L’historien mentionne alors une définition plus large du génocide : la destruction massive et intentionnelle de populations, quelles qu’en soient les motivations. Deux critères sont alors pris en considération : les actes et l’intention. Ainsi et en ce qui concerne Gaza, malgré le discours officiel israélien qui déplore les victimes de Gaza comme des dommages collatéraux, de nombreux responsables et observateurs tiennent des discours à caractère génocidaire. À cela s’ajoute l’effondrement des conditions sanitaires et l’absence de ravitaillement à destination des populations. Selon Henry Laurens, tout indique alors qu’un processus de destruction de masse est en cours.

Les démons du passé

Tous les acteurs de cette guerre semblent hantés par des démons du passé. Les Israéliens voient en l’attaque du Hamas du 7 octobre une réitération de la Shoah, tandis que les Palestiniens se souviennent de la Nakba.
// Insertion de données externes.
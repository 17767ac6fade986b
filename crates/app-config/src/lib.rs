// In crates/app-config/src/lib.rs

use config::{Config, Environment, File};

pub mod error;
pub mod types;

// Re-export the most important types for easy access.
pub use error::{Error, Result};
pub use types::Settings;

/// Loads the application settings from various sources.
///
/// This function orchestrates the layered configuration loading:
/// 1. Reads from a default `base.toml` file.
/// 2. Merges settings from an environment-specific file (e.g., `development.toml`).
/// 3. Merges settings from environment variables.
pub fn load_settings() -> Result<Settings> {
    // Get the current environment. Default to "development" if not set.
    let environment = std::env::var("APP_ENVIRONMENT").unwrap_or_else(|_| "development".into());

    let settings = Config::builder()
        // 1. Load the base configuration file.
        .add_source(File::with_name("config/base"))
        // 2. Load the environment-specific configuration file.
        .add_source(File::with_name(&format!("config/{}", environment)).required(false))
        // 3. Load settings from environment variables (e.g., `APP__DATABASE__URL=...`).
        // The prefix is `APP`, separator is `__`.
        .add_source(Environment::with_prefix("APP").separator("__"))
        .build()?;

    // Deserialize the configuration into our `Settings` struct.
    let settings: Settings = settings.try_deserialize()?;

    Ok(settings)
}
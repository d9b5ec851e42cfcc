//! WASM module: the payment flow in the browser
//!
//! Provides the JS-facing checkout over the injected `window.ethereum`:
//! - InjectedProvider: EIP-1193 adapter implementing `WalletProvider`
//! - WasmCheckout: session + flow + status views via wasm-bindgen
//! - WindowNavigator: post-success redirect through `setTimeout`
//!
//! Architecture:
//! ```text
//! ┌─────────────────────────────────────────┐
//! │          WasmCheckout (JS API)          │
//! │  restore, connect, pay, status, reset   │
//! │  onStatus, onAccountChange, quote       │
//! └─────────────────┬───────────────────────┘
//!                   │
//! ┌─────────────────▼───────────────────────┐
//! │        PaymentFlow (state machine)      │
//! └─────────────────┬───────────────────────┘
//!                   │
//! ┌─────────────────▼───────────────────────┐
//! │          WalletSessionManager           │
//! └─────────────────┬───────────────────────┘
//!                   │
//! ┌─────────────────▼───────────────────────┐
//! │   InjectedProvider (window.ethereum)    │
//! └─────────────────────────────────────────┘
//! ```

mod checkout;
mod provider;

pub use checkout::{AccountWatch, WasmCheckout, WindowNavigator};
pub use provider::InjectedProvider;

use wasm_bindgen::prelude::*;

/// Initialize WASM module (called automatically on load)
#[wasm_bindgen(start)]
pub fn init() {
    console_error_panic_hook::set_once();
}

/// Log to browser console
pub fn console_log(s: &str) {
    web_sys::console::log_1(&JsValue::from_str(s));
}

macro_rules! log {
    ($($t:tt)*) => {
        crate::wasm::console_log(&format!($($t)*))
    }
}

pub(crate) use log;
Les pays voisins qui ont longtemps accueillis les réfugiés palestiniens lors de la première Nakba sont également confrontés à cette violente mémoire du passé.
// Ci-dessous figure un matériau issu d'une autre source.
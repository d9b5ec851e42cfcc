//! MockProvider - scripted wallet for tests and the CLI simulator
//!
//! Clones share state, so a test can keep one handle while the session
//! manager owns another. `hold` parks the next call of a kind until the
//! returned sender fires (or is dropped), which is how tests interleave
//! account changes and duplicate submissions with an in-flight request.

use async_trait::async_trait;
use futures::channel::oneshot;
use std::cell::RefCell;
use std::collections::HashMap;
use std::rc::Rc;

use super::{AccountsListener, ListenerId, ProviderError, TransactionRequest, WalletProvider};
use crate::core::rpc::code;

pub const MOCK_TX_HASH: &str = "0x5d1c2b0a3f4e6d7c8b9a0f1e2d3c4b5a69788796a5b4c3d2e1f0a9b8c7d6e5f4";

#[derive(Debug, Clone, Copy, PartialEq, Eq, Hash)]
pub enum MockCall {
    RequestAccounts,
    GetAccounts,
    SendTransaction,
}

struct MockState {
    available: bool,
    accounts: Vec<String>,
    authorized: bool,
    connect_error: Option<ProviderError>,
    accounts_error: Option<ProviderError>,
    send_result: Result<String, ProviderError>,
    listeners: Vec<(ListenerId, AccountsListener)>,
    next_listener: u64,
    calls: HashMap<MockCall, usize>,
    sent: Vec<TransactionRequest>,
    holds: HashMap<MockCall, oneshot::Receiver<()>>,
}

impl Default for MockState {
    fn default() -> Self {
        Self {
            available: true,
            accounts: Vec::new(),
            authorized: false,
            connect_error: None,
            accounts_error: None,
            send_result: Ok(MOCK_TX_HASH.into()),
            listeners: Vec::new(),
            next_listener: 0,
            calls: HashMap::new(),
            sent: Vec::new(),
            holds: HashMap::new(),
        }
    }
}

#[derive(Clone, Default)]
pub struct MockProvider {
    state: Rc<RefCell<MockState>>,
}

impl MockProvider {
    pub fn new() -> Self {
        Self::default()
    }

    /// Looks like no wallet extension is installed.
    pub fn unavailable() -> Self {
        let mock = Self::new();
        mock.state.borrow_mut().available = false;
        mock
    }

    /// Accounts granted once the user approves `request_accounts`.
    pub fn with_accounts(self, accounts: &[&str]) -> Self {
        self.state.borrow_mut().accounts = accounts.iter().map(|a| a.to_string()).collect();
        self
    }

    /// Accounts are already authorized, so `get_accounts` returns them.
    pub fn authorized(self) -> Self {
        self.state.borrow_mut().authorized = true;
        self
    }

    pub fn with_connect_error(self, err: ProviderError) -> Self {
        self.state.borrow_mut().connect_error = Some(err);
        self
    }

    pub fn with_accounts_error(self, err: ProviderError) -> Self {
        self.state.borrow_mut().accounts_error = Some(err);
        self
    }

    pub fn with_send_result(self, result: Result<String, ProviderError>) -> Self {
        self.state.borrow_mut().send_result = result;
        self
    }

    pub fn rejecting_connect(self) -> Self {
        self.with_connect_error(ProviderError::new(code::USER_REJECTED, "User rejected the request."))
    }

    pub fn rejecting_send(self) -> Self {
        self.with_send_result(Err(ProviderError::new(
            code::USER_REJECTED,
            "MetaMask Tx Signature: User denied transaction signature.",
        )))
    }

    pub fn insufficient_funds(self) -> Self {
        self.with_send_result(Err(ProviderError::new(
            code::SERVER_ERROR,
            "insufficient funds for gas * price + value",
        )))
    }

    /// Park the next call of `call` until the returned sender fires or drops.
    pub fn hold(&self, call: MockCall) -> oneshot::Sender<()> {
        let (tx, rx) = oneshot::channel();
        self.state.borrow_mut().holds.insert(call, rx);
        tx
    }

    /// Simulate the wallet switching accounts (empty = disconnected).
    pub fn emit_accounts_changed(&self, accounts: &[&str]) {
        let accounts: Vec<String> = accounts.iter().map(|a| a.to_string()).collect();
        let listeners: Vec<AccountsListener> = {
            let mut state = self.state.borrow_mut();
            state.authorized = !accounts.is_empty();
            state.accounts = accounts.clone();
            state.listeners.iter().map(|(_, l)| l.clone()).collect()
        };
        for listener in listeners {
            listener(accounts.clone());
        }
    }

    pub fn calls(&self, call: MockCall) -> usize {
        self.state.borrow().calls.get(&call).copied().unwrap_or(0)
    }

    pub fn total_calls(&self) -> usize {
        self.state.borrow().calls.values().sum()
    }

    pub fn sent(&self) -> Vec<TransactionRequest> {
        self.state.borrow().sent.clone()
    }

    pub fn listener_count(&self) -> usize {
        self.state.borrow().listeners.len()
    }

    async fn enter(&self, call: MockCall) {
        let hold = {
            let mut state = self.state.borrow_mut();
            *state.calls.entry(call).or_insert(0) += 1;
            state.holds.remove(&call)
        };
        if let Some(rx) = hold {
            // Dropped sender releases too.
            let _ = rx.await;
        }
    }
}

#[async_trait(?Send)]
impl WalletProvider for MockProvider {
    fn is_available(&self) -> bool {
        self.state.borrow().available
    }

    async fn request_accounts(&self) -> Result<Vec<String>, ProviderError> {
        self.enter(MockCall::RequestAccounts).await;
        let mut state = self.state.borrow_mut();
        if let Some(err) = state.connect_error.clone() {
            return Err(err);
        }
        state.authorized = true;
        Ok(state.accounts.clone())
    }

    async fn get_accounts(&self) -> Result<Vec<String>, ProviderError> {
        self.enter(MockCall::GetAccounts).await;
        let state = self.state.borrow();
        if let Some(err) = state.accounts_error.clone() {
            return Err(err);
        }
        Ok(if state.authorized { state.accounts.clone() } else { Vec::new() })
    }

    async fn send_transaction(&self, tx: &TransactionRequest) -> Result<String, ProviderError> {
        self.enter(MockCall::SendTransaction).await;
        let mut state = self.state.borrow_mut();
        state.sent.push(tx.clone());
        state.send_result.clone()
    }

    fn subscribe_accounts(&self, listener: AccountsListener) -> ListenerId {
        let mut state = self.state.borrow_mut();
        state.next_listener += 1;
        let id = ListenerId(state.next_listener);
        state.listeners.push((id, listener));
        id
    }

    fn unsubscribe(&self, id: ListenerId) {
        self.state.borrow_mut().listeners.retain(|(lid, _)| *lid != id);
    }
}

#[cfg(test)]
mod tests {
    use super::*;

    const ACCOUNT: &str = "0x1111111111111111111111111111111111111111";

    #[tokio::test]
    async fn get_accounts_requires_authorization() {
        let mock = MockProvider::new().with_accounts(&[ACCOUNT]);
        assert!(mock.get_accounts().await.unwrap().is_empty());
        assert_eq!(mock.request_accounts().await.unwrap(), vec![ACCOUNT.to_string()]);
        assert_eq!(mock.get_accounts().await.unwrap(), vec![ACCOUNT.to_string()]);
        assert_eq!(mock.calls(MockCall::GetAccounts), 2);
    }

    #[tokio::test]
    async fn hold_parks_until_released() {
        let mock = MockProvider::new().with_accounts(&[ACCOUNT]);
        let release = mock.hold(MockCall::RequestAccounts);
        let pending = mock.request_accounts();
        futures::pin_mut!(pending);
        assert!(futures::poll!(pending.as_mut()).is_pending());
        release.send(()).unwrap();
        assert!(pending.await.is_ok());
    }

    #[test]
    fn listeners_receive_changes_until_unsubscribed() {
        let mock = MockProvider::new();
        let seen = Rc::new(RefCell::new(Vec::new()));
        let sink = seen.clone();
        let id = mock.subscribe_accounts(Rc::new(move |accounts| sink.borrow_mut().push(accounts)));
        mock.emit_accounts_changed(&[ACCOUNT]);
        mock.unsubscribe(id);
        mock.emit_accounts_changed(&[]);
        assert_eq!(seen.borrow().len(), 1);
        assert_eq!(mock.listener_count(), 0);
    }
}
Cependant, pour Henry Laurens, les événements actuels présentent de profonds changements par rapport au passé. Tout d’abord, Israël a subi une invasion de plusieurs heures, ce qui n’était jamais arrivé depuis sa création. De plus, l’attaque du 7 octobre symbolise l’échec du projet sioniste tel qu’il a été institué après la seconde guerre mondiale : un endroit dans le monde où les Juifs seraient en sécurité.

À quel avenir doit-on s’attendre ?

L’historien estime qu’il est impossible de savoir ce qui va se passer dans l’avenir. La solution théorique qui consistait à mettre en place deux États n’est plus envisageable. Avec presque un siècle d’affrontements, plusieurs dizaines de milliers de colons ultrareligieux et armés, et la dimension de vengeance qui prédomine dans les actes israéliens actuels, un système de gestion équitable est irréaliste. « La sécurité des colons ne peut se fonder que sur l’insécurité des Palestiniens. Et l’insécurité des Palestiniens provoque la violence qui engendre l’insécurité des colons », affirme-t-il. Le progrès de l’un se fait donc au détriment de l’autre.
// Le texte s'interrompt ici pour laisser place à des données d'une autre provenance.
//! EIP-1193 method names, event names and error codes
//!
//! Centralized registry so classification and the browser adapter agree.

/// JSON-RPC methods sent through `provider.request({ method, params })`
pub mod method {
    pub const REQUEST_ACCOUNTS: &str = "eth_requestAccounts";
    pub const ACCOUNTS: &str = "eth_accounts";
    pub const SEND_TRANSACTION: &str = "eth_sendTransaction";
}

/// Provider events
pub mod event {
    pub const ACCOUNTS_CHANGED: &str = "accountsChanged";
}

/// Provider error codes
pub mod code {
    /// User rejected the request.
    pub const USER_REJECTED: i64 = 4001;
    /// Requested method/account not authorized.
    pub const UNAUTHORIZED: i64 = 4100;
    pub const UNSUPPORTED_METHOD: i64 = 4200;
    pub const DISCONNECTED: i64 = 4900;
    pub const CHAIN_DISCONNECTED: i64 = 4901;
    /// Generic JSON-RPC server error; nodes report insufficient funds with it.
    pub const SERVER_ERROR: i64 = -32000;
    pub const TRANSACTION_REJECTED: i64 = -32003;
    pub const INTERNAL_ERROR: i64 = -32603;
}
Israël, citadelle de l’Occident au Moyen-Orient

L’État d’Israël est récent et superficiel : le sionisme est un corps complètement étranger dans la région. Il a bénéficié d’un soutien européen et américain, et s’est ainsi posé comme une citadelle de l’Occident au Moyen-Orient. Israël a ensuite fait sien le discours colonial de la supériorité civilisatrice et démocratique, et le fait ressentir aux autres parties concernées. Or, dit Henry Laurens, affirmer cela revient aujourd’hui à se faire accuser de trouver des excuses au terrorisme. Il essaye cependant de donner des éléments de compréhension en admettant par exemple que le Hamas recrute majoritairement parmi les descendants des expulsés.

Laurens ajoute par ailleurs que définir l’ennemi comme terroriste, c’est le placer hors la loi. En outre, la rhétorique habituelle consiste à dire que l’on fait la guerre à un régime politique et non à un peuple. Mais si aucune perspective politique n’est offerte au peuple, celui-ci a alors l’impression d’être mis hors la loi. L’affirmation « les Israéliens ont le droit de se défendre » est l’illustration de cette réalité. Ainsi, pour Henry Laurens, le meilleur moyen de contrer le Hamas serait d’offrir une vraie perspective politique aux Palestiniens.